### Description of the task
Reduce the material below to its lines containing "needed".

### Data provided
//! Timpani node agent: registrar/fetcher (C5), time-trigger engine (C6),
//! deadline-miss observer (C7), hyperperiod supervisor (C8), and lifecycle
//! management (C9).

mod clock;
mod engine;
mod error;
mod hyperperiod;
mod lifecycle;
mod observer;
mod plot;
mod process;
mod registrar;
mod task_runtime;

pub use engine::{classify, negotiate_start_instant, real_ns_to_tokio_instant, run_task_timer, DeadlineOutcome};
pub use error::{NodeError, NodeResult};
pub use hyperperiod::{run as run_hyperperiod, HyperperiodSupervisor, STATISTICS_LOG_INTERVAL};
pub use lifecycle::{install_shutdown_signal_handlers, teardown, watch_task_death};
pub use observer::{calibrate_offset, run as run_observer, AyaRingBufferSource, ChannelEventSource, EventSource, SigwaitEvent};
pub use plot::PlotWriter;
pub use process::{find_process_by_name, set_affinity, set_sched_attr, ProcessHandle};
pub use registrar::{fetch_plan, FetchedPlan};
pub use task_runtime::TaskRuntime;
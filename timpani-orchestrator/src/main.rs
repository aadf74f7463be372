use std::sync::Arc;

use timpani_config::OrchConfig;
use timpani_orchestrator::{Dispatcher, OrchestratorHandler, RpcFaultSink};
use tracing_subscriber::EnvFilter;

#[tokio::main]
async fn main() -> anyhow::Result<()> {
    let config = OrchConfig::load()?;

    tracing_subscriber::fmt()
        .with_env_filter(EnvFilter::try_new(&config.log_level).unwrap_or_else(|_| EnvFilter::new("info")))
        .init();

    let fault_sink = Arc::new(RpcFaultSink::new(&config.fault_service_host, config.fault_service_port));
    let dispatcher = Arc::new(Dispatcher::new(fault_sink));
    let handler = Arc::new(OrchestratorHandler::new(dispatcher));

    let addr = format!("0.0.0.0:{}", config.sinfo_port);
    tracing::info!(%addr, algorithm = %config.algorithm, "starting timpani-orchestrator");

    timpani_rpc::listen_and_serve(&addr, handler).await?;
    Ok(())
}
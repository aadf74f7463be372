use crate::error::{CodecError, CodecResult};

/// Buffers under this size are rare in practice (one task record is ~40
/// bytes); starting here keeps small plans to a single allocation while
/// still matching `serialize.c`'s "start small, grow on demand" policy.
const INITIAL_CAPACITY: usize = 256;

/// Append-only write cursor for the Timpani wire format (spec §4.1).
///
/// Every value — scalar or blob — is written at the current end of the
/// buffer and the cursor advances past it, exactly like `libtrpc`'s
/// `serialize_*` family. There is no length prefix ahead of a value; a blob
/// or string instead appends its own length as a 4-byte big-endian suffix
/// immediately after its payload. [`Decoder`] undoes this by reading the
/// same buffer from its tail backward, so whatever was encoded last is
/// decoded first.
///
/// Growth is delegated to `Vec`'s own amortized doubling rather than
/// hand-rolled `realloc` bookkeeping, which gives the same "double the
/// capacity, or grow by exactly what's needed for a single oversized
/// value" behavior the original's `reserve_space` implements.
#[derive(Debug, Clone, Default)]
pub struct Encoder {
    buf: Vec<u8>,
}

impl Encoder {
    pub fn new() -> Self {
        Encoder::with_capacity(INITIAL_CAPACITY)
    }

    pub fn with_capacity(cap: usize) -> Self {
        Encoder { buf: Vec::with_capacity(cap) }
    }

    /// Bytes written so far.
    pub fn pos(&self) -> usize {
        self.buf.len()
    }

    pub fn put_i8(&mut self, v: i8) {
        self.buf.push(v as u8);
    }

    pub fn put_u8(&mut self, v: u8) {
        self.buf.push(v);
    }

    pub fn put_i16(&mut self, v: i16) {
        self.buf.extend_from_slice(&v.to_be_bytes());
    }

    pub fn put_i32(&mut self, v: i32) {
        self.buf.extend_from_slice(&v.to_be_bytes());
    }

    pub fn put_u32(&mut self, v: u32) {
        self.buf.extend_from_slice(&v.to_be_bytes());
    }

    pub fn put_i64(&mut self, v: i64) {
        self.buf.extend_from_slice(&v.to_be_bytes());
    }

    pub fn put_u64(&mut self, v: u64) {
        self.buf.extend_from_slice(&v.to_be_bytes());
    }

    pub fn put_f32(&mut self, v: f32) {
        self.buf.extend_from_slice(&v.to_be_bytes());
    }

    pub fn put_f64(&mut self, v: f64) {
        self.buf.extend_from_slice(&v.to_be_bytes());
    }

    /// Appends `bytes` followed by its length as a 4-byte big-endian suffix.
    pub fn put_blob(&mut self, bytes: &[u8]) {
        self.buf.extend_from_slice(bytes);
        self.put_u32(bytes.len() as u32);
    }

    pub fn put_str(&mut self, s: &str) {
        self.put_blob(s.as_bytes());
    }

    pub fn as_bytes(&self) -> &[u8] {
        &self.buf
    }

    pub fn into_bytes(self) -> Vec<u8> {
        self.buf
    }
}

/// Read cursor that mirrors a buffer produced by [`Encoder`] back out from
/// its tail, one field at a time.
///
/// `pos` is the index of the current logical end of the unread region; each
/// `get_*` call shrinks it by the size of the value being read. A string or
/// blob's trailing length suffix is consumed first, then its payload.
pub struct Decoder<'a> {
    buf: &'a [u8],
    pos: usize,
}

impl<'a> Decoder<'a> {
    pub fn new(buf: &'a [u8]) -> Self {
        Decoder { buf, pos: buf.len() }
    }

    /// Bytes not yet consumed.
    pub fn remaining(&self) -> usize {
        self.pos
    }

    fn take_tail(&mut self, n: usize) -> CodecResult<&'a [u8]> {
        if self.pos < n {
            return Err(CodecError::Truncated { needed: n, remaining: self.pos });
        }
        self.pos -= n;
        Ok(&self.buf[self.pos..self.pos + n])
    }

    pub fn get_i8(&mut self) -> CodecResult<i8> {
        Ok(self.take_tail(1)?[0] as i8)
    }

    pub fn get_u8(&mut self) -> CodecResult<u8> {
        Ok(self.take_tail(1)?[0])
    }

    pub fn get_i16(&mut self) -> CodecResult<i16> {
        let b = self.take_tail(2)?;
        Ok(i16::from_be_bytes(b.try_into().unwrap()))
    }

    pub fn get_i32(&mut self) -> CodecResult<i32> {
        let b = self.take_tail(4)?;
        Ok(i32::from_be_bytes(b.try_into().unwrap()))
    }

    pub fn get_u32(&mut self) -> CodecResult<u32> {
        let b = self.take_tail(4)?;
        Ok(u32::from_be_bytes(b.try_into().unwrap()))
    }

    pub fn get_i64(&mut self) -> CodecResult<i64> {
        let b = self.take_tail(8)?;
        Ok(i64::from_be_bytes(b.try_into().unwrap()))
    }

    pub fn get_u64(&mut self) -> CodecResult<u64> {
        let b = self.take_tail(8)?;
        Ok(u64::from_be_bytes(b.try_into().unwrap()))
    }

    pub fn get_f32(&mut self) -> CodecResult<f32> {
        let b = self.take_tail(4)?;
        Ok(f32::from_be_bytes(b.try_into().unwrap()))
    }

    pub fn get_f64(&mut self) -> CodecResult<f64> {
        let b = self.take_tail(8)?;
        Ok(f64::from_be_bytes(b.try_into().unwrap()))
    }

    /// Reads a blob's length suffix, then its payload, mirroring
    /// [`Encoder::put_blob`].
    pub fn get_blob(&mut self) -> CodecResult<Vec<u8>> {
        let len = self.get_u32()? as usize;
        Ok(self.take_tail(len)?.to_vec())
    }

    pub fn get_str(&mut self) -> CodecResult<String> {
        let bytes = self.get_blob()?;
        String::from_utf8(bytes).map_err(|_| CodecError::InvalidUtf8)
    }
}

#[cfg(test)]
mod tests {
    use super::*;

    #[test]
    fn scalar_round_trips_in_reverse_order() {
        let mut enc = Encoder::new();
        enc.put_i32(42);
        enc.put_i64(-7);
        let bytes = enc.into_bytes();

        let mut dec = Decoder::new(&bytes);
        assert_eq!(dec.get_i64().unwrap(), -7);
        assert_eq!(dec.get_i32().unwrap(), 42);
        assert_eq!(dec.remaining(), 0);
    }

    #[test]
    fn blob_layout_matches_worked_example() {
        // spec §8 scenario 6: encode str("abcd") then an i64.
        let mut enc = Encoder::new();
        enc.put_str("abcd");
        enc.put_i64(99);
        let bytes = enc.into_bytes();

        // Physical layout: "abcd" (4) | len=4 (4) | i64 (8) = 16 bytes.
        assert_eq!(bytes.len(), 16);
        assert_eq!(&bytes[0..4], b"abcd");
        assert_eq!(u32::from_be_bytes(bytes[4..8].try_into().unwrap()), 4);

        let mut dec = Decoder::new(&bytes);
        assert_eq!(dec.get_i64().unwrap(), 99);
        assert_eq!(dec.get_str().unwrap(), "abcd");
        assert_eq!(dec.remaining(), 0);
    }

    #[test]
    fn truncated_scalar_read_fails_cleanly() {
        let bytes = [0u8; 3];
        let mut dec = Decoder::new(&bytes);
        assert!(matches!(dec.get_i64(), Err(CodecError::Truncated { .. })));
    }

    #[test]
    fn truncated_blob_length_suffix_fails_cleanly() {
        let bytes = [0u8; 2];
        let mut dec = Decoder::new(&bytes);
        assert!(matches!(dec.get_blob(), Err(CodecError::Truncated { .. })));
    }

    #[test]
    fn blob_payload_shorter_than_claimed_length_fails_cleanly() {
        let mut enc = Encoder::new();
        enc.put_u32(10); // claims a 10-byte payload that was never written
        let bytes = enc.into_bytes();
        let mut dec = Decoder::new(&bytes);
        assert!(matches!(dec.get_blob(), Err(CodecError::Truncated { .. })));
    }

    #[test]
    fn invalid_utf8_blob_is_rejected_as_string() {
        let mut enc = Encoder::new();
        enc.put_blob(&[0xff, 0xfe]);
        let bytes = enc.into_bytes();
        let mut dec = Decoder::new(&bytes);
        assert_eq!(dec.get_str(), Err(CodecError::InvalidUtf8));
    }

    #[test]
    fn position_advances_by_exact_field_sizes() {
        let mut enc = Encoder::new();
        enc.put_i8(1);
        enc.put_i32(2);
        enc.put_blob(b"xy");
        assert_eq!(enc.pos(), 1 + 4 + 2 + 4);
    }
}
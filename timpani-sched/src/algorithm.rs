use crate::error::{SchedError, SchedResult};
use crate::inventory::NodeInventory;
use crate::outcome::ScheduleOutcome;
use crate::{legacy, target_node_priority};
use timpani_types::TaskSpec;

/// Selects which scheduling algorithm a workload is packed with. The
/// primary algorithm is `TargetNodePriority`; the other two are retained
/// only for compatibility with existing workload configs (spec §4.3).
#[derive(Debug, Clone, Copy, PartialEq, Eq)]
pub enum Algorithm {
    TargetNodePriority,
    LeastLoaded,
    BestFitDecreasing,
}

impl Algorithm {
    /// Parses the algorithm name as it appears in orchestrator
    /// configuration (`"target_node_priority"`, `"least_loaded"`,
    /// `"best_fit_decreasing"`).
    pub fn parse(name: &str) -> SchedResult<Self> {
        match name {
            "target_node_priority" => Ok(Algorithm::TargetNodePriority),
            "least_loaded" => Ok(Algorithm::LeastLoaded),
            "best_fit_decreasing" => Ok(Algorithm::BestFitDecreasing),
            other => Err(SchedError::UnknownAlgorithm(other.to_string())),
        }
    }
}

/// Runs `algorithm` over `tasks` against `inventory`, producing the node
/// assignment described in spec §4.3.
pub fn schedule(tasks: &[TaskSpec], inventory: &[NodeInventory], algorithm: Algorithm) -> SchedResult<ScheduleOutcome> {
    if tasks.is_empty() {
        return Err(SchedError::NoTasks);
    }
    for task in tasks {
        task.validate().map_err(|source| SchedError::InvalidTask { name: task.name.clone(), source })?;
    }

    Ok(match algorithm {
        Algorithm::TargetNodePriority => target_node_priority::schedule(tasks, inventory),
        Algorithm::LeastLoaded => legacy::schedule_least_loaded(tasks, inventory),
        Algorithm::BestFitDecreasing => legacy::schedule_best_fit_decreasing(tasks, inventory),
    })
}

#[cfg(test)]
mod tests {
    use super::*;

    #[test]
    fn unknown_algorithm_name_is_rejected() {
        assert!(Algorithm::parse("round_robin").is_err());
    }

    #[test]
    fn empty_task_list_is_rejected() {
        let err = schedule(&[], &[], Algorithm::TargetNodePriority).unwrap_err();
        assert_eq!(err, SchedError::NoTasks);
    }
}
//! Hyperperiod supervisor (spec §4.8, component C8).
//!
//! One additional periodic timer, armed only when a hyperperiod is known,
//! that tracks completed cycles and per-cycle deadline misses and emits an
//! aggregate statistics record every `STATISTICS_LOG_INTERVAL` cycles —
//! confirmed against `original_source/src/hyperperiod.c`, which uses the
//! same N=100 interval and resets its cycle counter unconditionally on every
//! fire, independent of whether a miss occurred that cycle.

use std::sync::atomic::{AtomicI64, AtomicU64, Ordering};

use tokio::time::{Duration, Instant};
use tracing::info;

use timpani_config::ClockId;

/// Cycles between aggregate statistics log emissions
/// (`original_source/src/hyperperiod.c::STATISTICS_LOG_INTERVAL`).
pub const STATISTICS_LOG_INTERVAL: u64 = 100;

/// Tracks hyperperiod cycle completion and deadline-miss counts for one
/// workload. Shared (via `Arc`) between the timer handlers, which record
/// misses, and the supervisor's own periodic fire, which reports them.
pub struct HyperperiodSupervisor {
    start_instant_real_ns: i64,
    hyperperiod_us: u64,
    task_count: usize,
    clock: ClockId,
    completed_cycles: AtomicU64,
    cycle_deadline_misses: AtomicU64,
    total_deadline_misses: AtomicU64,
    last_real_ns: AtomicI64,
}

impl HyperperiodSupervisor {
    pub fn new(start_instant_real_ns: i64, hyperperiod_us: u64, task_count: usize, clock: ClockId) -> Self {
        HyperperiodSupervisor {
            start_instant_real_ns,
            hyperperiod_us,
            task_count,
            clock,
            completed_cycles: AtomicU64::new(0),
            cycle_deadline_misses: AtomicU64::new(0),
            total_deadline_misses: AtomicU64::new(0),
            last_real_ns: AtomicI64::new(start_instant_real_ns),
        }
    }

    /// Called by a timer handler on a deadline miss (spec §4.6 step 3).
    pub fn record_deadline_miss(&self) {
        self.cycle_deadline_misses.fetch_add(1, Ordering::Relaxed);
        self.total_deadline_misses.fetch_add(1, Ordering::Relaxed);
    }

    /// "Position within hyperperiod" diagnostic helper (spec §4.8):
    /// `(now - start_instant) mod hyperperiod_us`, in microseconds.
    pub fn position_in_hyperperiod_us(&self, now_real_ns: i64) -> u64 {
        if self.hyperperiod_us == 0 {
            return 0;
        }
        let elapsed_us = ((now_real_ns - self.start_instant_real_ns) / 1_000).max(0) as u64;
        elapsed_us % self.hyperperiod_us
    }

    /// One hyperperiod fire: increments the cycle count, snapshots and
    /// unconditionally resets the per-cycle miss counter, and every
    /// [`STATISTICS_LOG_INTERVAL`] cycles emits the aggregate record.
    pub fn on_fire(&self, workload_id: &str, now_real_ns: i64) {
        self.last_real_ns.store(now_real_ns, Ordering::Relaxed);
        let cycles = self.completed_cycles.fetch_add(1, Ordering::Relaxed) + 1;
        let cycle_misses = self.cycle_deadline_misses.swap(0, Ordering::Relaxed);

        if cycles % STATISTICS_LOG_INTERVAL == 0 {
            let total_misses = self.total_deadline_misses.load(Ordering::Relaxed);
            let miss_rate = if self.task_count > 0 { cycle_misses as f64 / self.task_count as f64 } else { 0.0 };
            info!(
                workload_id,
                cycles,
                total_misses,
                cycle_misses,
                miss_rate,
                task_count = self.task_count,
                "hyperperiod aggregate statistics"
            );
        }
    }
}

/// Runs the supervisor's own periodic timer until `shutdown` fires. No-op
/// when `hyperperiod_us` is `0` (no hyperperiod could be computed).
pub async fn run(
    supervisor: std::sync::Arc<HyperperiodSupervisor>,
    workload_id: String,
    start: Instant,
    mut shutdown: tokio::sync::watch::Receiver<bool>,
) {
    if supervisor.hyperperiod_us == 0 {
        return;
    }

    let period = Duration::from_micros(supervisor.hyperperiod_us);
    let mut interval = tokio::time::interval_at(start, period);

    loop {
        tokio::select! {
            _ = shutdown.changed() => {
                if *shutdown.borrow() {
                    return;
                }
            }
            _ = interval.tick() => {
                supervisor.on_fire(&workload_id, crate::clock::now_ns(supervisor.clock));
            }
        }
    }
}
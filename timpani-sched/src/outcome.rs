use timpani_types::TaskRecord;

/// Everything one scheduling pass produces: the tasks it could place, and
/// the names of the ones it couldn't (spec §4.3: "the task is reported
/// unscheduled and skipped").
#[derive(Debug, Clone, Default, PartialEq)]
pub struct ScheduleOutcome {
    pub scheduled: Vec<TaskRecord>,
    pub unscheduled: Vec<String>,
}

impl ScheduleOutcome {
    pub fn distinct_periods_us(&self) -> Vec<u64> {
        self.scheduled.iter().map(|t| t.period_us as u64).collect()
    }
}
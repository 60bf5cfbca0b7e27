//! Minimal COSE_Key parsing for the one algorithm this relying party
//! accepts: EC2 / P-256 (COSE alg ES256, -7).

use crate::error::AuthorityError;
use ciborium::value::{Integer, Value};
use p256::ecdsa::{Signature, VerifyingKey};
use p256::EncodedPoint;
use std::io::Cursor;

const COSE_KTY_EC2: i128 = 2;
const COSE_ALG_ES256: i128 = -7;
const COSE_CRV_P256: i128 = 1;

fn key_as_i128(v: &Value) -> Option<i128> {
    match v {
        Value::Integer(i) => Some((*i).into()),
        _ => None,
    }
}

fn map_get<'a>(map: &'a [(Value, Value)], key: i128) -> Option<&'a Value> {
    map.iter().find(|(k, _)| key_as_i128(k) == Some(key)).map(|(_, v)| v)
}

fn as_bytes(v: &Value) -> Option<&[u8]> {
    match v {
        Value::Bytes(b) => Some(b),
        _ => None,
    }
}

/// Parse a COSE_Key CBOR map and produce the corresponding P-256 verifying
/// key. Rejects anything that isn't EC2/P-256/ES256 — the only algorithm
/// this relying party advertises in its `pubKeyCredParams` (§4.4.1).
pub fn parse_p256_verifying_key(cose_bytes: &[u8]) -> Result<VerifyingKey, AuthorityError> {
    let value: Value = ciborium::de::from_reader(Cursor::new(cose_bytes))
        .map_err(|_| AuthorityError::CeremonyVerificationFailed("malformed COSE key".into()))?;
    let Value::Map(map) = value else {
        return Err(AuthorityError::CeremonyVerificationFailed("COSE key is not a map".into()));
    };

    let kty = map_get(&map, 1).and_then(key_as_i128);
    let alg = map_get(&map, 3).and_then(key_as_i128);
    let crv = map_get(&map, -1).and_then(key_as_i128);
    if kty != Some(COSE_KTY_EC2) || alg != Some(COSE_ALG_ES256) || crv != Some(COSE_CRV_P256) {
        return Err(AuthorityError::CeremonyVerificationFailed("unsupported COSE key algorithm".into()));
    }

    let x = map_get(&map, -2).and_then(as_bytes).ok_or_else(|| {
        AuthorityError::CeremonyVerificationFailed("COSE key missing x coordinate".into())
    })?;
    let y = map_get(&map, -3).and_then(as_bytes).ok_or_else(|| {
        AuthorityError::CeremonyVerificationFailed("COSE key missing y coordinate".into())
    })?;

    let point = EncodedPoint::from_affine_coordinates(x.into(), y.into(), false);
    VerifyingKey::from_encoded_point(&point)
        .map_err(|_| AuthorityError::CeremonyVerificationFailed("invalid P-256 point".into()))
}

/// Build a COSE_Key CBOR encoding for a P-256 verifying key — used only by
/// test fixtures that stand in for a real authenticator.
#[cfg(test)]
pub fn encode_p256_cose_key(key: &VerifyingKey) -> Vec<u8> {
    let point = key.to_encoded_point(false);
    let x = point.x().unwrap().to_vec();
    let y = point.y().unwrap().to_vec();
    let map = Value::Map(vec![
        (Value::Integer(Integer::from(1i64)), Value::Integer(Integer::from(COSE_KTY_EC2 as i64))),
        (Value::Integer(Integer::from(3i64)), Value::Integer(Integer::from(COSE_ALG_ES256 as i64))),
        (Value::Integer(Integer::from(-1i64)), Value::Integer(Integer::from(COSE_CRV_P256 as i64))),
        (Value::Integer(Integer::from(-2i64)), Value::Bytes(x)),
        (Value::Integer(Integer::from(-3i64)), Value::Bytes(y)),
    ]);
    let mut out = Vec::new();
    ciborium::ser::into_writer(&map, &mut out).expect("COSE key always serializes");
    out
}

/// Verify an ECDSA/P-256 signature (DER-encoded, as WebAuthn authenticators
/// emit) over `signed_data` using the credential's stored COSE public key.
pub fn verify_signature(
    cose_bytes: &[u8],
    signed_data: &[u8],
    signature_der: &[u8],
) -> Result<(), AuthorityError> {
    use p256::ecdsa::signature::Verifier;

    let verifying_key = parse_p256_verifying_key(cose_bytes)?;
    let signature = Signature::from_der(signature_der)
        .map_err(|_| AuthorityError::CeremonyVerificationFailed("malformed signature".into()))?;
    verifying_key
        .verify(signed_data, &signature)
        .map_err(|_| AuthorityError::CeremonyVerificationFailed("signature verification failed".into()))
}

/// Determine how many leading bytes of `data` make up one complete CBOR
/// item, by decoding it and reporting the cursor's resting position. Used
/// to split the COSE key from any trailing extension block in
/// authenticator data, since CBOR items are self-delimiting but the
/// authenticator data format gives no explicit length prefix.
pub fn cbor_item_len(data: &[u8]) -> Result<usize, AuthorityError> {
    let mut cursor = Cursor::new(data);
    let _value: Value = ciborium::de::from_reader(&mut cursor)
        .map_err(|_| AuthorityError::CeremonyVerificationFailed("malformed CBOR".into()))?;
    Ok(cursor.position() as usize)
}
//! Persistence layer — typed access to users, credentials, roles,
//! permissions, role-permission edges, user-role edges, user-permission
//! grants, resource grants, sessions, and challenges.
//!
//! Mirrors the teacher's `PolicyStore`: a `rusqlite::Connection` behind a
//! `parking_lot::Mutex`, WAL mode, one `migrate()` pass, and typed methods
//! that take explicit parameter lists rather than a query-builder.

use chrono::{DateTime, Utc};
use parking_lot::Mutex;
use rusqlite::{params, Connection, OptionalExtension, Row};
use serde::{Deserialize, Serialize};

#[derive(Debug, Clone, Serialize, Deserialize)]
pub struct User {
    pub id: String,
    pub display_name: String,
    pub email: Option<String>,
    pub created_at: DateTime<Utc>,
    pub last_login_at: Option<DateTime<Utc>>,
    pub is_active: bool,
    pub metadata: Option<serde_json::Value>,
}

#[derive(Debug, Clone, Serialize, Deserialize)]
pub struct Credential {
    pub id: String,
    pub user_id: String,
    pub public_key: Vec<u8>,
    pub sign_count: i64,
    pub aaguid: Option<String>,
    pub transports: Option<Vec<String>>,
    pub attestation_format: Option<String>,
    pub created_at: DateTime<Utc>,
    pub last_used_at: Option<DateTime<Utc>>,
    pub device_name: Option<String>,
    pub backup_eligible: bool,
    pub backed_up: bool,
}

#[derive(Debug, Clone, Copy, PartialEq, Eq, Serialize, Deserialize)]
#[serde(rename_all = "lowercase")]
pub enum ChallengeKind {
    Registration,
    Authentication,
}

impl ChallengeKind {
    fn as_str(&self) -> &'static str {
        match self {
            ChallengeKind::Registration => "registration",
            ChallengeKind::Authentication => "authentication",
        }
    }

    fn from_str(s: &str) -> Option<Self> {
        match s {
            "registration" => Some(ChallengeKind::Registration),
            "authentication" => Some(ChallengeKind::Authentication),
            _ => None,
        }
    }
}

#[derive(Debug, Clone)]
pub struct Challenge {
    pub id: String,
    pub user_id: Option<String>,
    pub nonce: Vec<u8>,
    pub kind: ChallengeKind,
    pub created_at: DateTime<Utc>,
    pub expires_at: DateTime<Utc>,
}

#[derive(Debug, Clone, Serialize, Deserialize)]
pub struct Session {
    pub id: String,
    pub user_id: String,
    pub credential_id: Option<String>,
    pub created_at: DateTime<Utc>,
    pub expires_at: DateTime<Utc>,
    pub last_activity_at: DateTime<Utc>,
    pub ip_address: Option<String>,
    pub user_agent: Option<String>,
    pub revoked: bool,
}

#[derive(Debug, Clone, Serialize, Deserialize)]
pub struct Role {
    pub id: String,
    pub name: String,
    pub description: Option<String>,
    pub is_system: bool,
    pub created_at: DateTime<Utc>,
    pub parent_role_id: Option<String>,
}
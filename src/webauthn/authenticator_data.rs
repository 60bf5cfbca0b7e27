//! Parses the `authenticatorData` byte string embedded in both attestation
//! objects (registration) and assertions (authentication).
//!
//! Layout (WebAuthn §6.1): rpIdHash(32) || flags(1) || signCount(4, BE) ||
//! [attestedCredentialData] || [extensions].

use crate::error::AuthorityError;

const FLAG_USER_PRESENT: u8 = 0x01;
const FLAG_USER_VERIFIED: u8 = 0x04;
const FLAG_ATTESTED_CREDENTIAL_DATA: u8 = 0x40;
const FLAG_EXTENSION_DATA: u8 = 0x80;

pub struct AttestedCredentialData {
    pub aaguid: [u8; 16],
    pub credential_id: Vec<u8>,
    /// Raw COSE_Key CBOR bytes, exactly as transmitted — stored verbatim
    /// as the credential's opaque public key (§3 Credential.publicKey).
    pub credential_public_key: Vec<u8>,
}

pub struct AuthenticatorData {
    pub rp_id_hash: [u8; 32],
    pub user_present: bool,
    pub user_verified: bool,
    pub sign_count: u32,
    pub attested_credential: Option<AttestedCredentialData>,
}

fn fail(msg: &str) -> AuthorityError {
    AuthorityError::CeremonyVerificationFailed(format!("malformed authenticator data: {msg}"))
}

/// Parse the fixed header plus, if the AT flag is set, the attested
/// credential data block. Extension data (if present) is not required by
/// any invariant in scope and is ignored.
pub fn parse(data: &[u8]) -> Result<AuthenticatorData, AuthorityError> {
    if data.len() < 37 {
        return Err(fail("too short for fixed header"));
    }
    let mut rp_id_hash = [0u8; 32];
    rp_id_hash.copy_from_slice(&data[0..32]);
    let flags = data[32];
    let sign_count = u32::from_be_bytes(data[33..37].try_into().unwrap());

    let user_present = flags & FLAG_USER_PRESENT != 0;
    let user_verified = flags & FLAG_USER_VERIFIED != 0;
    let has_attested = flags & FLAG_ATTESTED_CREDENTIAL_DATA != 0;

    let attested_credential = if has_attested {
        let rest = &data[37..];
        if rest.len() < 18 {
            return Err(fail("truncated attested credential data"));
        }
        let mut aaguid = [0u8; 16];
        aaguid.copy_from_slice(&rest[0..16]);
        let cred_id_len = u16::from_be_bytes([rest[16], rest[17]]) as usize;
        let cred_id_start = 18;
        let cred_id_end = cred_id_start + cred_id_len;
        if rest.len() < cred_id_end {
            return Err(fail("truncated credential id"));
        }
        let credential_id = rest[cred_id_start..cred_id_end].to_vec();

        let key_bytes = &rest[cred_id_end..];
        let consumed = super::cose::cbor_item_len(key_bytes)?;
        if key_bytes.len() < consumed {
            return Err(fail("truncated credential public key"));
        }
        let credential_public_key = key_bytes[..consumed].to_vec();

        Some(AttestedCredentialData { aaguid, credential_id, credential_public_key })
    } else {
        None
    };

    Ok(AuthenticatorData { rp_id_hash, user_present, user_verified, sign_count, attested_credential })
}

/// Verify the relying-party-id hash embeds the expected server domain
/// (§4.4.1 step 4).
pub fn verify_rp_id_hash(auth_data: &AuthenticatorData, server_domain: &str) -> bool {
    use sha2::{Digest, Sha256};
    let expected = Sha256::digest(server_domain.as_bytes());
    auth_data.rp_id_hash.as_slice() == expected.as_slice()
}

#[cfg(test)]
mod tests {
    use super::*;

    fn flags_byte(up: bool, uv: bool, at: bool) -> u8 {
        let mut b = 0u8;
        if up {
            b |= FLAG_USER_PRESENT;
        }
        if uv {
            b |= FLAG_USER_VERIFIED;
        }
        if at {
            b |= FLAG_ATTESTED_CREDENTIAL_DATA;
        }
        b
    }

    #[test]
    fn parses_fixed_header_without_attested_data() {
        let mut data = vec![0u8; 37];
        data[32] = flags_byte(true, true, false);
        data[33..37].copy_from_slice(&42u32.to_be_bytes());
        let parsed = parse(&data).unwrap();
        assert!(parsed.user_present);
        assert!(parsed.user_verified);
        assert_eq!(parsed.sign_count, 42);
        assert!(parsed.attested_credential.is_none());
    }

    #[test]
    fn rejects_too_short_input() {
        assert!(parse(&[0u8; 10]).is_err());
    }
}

### Response below
/// capacity, or grow by exactly what's needed for a single oversized
            return Err(CodecError::Truncated { needed: n, remaining: self.pos });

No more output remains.